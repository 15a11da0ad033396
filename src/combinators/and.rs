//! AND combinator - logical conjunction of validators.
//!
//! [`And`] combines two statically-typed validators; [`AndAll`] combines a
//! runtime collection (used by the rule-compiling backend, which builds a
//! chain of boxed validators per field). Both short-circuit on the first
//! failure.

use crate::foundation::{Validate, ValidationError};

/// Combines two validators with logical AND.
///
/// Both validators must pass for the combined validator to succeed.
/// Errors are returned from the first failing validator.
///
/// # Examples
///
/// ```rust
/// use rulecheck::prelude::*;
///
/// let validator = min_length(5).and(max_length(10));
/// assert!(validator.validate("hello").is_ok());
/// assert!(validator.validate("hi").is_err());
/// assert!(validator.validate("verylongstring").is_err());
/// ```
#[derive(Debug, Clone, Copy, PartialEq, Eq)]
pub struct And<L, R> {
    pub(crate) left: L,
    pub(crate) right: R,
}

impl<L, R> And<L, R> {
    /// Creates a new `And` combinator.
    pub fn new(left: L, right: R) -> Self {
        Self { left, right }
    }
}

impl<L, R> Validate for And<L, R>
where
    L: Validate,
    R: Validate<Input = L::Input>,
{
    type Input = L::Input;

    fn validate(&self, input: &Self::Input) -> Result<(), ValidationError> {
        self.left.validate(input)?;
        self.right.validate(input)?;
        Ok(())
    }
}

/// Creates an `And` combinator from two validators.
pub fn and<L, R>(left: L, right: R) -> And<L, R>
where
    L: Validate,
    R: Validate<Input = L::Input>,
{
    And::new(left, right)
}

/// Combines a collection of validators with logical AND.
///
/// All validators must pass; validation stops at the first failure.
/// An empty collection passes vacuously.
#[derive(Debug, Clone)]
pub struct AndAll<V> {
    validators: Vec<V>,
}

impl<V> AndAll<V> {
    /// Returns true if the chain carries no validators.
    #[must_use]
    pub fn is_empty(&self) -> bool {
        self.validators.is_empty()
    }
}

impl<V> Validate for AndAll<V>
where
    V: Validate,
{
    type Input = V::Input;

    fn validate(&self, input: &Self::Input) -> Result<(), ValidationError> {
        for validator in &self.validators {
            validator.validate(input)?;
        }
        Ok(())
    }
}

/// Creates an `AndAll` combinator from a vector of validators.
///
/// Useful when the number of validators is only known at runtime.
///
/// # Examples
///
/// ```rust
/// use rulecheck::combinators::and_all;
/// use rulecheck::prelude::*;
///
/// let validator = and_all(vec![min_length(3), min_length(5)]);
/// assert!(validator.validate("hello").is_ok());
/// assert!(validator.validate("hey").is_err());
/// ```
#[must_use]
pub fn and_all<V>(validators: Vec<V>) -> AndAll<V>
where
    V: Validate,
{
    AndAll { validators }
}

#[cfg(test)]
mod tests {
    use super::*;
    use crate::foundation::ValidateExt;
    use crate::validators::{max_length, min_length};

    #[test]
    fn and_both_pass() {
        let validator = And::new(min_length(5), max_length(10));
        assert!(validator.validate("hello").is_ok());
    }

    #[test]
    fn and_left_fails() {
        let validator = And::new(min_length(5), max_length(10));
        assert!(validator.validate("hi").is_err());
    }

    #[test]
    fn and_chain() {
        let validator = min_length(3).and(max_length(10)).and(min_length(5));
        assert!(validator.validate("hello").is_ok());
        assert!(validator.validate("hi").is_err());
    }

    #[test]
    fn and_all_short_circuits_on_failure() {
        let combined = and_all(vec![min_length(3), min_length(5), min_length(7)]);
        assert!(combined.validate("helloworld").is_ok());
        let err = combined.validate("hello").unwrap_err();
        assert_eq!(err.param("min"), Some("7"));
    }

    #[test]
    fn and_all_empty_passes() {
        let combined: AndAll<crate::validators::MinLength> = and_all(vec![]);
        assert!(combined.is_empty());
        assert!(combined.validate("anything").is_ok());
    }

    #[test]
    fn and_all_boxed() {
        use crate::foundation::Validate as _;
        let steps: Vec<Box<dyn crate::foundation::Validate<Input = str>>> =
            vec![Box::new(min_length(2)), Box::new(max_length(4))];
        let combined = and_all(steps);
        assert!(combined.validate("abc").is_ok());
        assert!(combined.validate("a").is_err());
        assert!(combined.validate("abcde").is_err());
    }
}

※

GOAL OF THE EXERCISE -
Show every line of the material that includes the string "logical".

PROBLEM SOLUTION -
//! AND combinator - logical conjunction of validators.
/// Combines two validators with logical AND.
/// Combines a collection of validators with logical AND.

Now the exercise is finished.